GIVEN RECORDS >>
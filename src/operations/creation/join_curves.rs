use crate::error::{CurveError, Result};
use crate::geometry::Curve;
use crate::math::distance_2d::{min_step_length, same_point};

/// Joins two curves end to start into a single chained curve.
///
/// The merge tolerance is the shortest step between consecutive points of
/// either curve. A start point of `second` that coincides with the end of
/// `first` is dropped, and so is a final point that returns to the start of
/// `first`, in which case the result is closed.
///
/// Only the point lists are used; the joined segments are rebuilt as one
/// chain.
pub struct JoinCurves<'a> {
    first: &'a Curve,
    second: &'a Curve,
    closed: bool,
}

impl<'a> JoinCurves<'a> {
    /// Creates a new `JoinCurves` operation.
    #[must_use]
    pub fn new(first: &'a Curve, second: &'a Curve) -> Self {
        Self {
            first,
            second,
            closed: false,
        }
    }

    /// Forces the result to be closed even if its ends do not meet.
    #[must_use]
    pub fn closed(mut self, closed: bool) -> Self {
        self.closed = closed;
        self
    }

    /// Executes the operation.
    ///
    /// # Errors
    ///
    /// Returns `CurveError::TooFewPoints` if either curve is empty, or if
    /// neither has two points to derive a merge tolerance from.
    pub fn execute(&self) -> Result<Curve> {
        let p1 = &self.first.points;
        let p2 = &self.second.points;
        let (Some(first_start), Some(first_end), Some(second_start)) =
            (p1.first(), p1.last(), p2.first())
        else {
            return Err(CurveError::TooFewPoints {
                required: 1,
                actual: p1.len().min(p2.len()),
            }
            .into());
        };

        let delta = match (min_step_length(p1), min_step_length(p2)) {
            (Some(a), Some(b)) => a.min(b),
            (Some(d), None) | (None, Some(d)) => d,
            (None, None) => {
                return Err(CurveError::TooFewPoints {
                    required: 2,
                    actual: p1.len().max(p2.len()),
                }
                .into())
            }
        };

        let skip = usize::from(same_point(first_end, second_start, delta));
        let mut points = Vec::with_capacity(p1.len() + p2.len());
        points.extend_from_slice(p1);
        points.extend_from_slice(&p2[skip..]);

        let del_last = points.len() > 1
            && points
                .last()
                .is_some_and(|last| same_point(last, first_start, delta));
        if del_last {
            points.pop();
        }

        Ok(Curve::chain(points, del_last || self.closed))
    }
}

WHAT THIS TASK INVOLVES >>
Which lines of the data above contain "actual"? Copy each one.

SOLVED EXERCISE >>
                actual: p1.len().min(p2.len()),
                    actual: p1.len().max(p2.len()),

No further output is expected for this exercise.